Aim of the exercise –
Once you find the line with "Self::start_with_config(AppConfig::for_tests()).await" in the data that follows, repeat it and every line after it exactly, through the line with "pub async fn get_auth(&self, path: &str, token: &str)".

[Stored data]
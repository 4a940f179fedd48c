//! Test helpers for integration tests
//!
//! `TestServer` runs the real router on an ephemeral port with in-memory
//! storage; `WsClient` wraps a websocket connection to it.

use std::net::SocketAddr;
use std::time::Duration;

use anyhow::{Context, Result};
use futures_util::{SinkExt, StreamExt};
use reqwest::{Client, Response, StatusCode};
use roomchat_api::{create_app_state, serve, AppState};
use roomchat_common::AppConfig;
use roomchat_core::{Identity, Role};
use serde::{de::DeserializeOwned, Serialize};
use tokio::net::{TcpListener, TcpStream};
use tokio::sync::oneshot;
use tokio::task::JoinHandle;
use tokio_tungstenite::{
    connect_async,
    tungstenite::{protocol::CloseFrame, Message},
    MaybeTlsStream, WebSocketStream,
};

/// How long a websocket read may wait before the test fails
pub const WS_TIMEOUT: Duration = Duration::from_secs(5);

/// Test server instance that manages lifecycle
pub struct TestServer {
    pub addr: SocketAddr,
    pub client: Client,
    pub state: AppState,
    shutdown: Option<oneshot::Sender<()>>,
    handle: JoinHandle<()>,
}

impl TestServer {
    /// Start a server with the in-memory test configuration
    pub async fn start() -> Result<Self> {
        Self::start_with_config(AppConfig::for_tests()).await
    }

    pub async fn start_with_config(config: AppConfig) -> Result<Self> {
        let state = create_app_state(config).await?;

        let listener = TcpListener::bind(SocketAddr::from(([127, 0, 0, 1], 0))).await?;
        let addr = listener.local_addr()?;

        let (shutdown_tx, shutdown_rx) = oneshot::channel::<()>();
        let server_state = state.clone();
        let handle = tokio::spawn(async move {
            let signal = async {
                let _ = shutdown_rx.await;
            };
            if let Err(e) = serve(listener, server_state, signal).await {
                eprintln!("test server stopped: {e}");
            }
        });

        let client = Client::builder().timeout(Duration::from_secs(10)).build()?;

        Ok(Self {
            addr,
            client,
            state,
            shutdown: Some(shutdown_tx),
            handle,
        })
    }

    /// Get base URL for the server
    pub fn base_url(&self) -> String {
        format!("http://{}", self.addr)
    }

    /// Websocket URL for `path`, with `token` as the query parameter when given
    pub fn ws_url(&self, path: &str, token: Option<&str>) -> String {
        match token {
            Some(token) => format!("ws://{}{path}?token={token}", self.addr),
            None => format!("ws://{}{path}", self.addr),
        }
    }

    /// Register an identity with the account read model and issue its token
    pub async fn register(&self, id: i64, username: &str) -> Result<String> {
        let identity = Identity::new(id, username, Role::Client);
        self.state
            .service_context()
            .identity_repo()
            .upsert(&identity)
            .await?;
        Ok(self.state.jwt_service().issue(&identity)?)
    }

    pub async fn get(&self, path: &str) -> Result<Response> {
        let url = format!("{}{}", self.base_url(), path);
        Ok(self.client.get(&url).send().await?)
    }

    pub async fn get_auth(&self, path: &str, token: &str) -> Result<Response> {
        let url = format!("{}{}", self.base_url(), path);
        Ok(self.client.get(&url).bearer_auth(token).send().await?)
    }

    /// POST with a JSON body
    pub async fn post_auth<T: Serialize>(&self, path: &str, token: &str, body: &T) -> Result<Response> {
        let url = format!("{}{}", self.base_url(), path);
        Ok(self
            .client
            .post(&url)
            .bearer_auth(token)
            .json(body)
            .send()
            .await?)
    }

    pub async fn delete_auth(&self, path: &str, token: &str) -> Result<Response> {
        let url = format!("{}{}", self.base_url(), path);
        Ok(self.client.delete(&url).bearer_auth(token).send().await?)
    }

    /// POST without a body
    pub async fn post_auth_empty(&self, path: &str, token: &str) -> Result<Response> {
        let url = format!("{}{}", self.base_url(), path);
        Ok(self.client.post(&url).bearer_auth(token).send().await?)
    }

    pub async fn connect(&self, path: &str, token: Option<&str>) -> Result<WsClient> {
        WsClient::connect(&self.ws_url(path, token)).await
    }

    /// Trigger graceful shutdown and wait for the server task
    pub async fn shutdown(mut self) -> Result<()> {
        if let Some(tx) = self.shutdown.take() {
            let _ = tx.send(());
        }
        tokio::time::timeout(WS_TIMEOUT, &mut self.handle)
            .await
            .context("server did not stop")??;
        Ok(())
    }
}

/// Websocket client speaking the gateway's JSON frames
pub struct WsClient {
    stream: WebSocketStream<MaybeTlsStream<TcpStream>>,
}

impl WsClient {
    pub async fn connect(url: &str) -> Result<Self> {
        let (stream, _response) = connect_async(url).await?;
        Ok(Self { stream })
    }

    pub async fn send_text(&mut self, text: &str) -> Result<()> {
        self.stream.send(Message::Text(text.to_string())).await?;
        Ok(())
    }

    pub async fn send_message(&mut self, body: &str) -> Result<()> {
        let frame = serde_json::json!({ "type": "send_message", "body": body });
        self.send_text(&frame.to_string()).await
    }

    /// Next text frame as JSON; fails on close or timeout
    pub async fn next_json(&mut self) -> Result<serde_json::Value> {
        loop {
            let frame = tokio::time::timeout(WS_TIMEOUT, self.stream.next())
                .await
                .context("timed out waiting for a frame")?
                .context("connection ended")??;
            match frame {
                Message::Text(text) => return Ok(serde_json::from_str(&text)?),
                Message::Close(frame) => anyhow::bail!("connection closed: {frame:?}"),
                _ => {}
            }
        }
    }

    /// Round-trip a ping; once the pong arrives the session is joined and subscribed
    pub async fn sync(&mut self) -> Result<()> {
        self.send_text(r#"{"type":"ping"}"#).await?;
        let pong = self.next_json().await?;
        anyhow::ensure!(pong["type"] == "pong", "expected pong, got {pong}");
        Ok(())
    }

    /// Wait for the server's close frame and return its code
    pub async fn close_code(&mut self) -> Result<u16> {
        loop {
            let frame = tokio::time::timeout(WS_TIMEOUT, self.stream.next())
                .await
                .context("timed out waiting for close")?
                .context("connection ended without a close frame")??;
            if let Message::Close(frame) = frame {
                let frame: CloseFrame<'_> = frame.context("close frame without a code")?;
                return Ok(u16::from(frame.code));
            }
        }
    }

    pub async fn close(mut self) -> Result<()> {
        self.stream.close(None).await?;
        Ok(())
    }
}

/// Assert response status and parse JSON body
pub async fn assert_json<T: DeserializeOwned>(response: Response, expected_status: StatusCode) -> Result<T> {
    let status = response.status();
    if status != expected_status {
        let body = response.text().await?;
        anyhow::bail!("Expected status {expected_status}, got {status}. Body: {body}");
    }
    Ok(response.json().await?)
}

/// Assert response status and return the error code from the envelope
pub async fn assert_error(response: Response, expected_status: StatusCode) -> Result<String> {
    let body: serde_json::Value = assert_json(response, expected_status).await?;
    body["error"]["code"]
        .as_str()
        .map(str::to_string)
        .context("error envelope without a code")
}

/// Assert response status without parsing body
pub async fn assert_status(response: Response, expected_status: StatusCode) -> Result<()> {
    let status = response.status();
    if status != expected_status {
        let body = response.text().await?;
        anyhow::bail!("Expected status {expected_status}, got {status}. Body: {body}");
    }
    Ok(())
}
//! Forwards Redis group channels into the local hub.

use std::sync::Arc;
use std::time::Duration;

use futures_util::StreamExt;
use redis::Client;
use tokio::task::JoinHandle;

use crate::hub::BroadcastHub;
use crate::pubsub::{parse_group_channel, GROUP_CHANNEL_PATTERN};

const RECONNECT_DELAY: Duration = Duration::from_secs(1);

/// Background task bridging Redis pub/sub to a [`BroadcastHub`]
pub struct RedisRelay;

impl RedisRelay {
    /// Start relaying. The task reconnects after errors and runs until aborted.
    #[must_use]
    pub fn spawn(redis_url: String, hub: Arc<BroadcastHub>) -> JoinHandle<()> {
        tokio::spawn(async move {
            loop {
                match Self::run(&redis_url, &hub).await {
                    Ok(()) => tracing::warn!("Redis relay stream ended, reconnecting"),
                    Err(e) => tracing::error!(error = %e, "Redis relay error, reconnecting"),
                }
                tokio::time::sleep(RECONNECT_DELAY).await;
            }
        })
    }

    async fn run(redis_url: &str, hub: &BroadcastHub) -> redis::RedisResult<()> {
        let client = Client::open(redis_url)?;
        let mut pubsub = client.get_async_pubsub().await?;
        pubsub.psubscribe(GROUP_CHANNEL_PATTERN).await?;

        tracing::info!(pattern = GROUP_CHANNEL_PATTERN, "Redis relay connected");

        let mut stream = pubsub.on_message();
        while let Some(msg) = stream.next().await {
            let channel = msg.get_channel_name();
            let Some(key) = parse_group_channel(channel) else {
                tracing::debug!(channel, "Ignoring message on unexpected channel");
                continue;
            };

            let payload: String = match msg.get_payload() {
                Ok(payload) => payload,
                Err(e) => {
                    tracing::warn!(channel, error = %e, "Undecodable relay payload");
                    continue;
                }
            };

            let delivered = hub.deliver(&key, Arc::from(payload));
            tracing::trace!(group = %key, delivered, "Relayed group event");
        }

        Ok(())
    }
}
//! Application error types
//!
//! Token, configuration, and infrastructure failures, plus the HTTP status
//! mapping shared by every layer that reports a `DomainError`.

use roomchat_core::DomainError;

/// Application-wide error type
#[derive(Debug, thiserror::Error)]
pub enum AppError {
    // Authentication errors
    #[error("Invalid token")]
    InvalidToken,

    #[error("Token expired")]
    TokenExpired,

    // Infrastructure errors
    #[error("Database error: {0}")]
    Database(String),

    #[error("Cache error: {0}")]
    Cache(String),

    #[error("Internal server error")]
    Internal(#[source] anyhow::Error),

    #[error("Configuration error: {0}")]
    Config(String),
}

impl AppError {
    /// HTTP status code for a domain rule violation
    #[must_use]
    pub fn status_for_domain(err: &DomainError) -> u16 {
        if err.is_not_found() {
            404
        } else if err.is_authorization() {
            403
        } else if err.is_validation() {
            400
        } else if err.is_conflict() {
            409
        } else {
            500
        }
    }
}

Output for this task –
        Self::start_with_config(AppConfig::for_tests()).await
    }

    pub async fn start_with_config(config: AppConfig) -> Result<Self> {
        let state = create_app_state(config).await?;

        let listener = TcpListener::bind(SocketAddr::from(([127, 0, 0, 1], 0))).await?;
        let addr = listener.local_addr()?;

        let (shutdown_tx, shutdown_rx) = oneshot::channel::<()>();
        let server_state = state.clone();
        let handle = tokio::spawn(async move {
            let signal = async {
                let _ = shutdown_rx.await;
            };
            if let Err(e) = serve(listener, server_state, signal).await {
                eprintln!("test server stopped: {e}");
            }
        });

        let client = Client::builder().timeout(Duration::from_secs(10)).build()?;

        Ok(Self {
            addr,
            client,
            state,
            shutdown: Some(shutdown_tx),
            handle,
        })
    }

    /// Get base URL for the server
    pub fn base_url(&self) -> String {
        format!("http://{}", self.addr)
    }

    /// Websocket URL for `path`, with `token` as the query parameter when given
    pub fn ws_url(&self, path: &str, token: Option<&str>) -> String {
        match token {
            Some(token) => format!("ws://{}{path}?token={token}", self.addr),
            None => format!("ws://{}{path}", self.addr),
        }
    }

    /// Register an identity with the account read model and issue its token
    pub async fn register(&self, id: i64, username: &str) -> Result<String> {
        let identity = Identity::new(id, username, Role::Client);
        self.state
            .service_context()
            .identity_repo()
            .upsert(&identity)
            .await?;
        Ok(self.state.jwt_service().issue(&identity)?)
    }

    pub async fn get(&self, path: &str) -> Result<Response> {
        let url = format!("{}{}", self.base_url(), path);
        Ok(self.client.get(&url).send().await?)
    }

    pub async fn get_auth(&self, path: &str, token: &str) -> Result<Response> {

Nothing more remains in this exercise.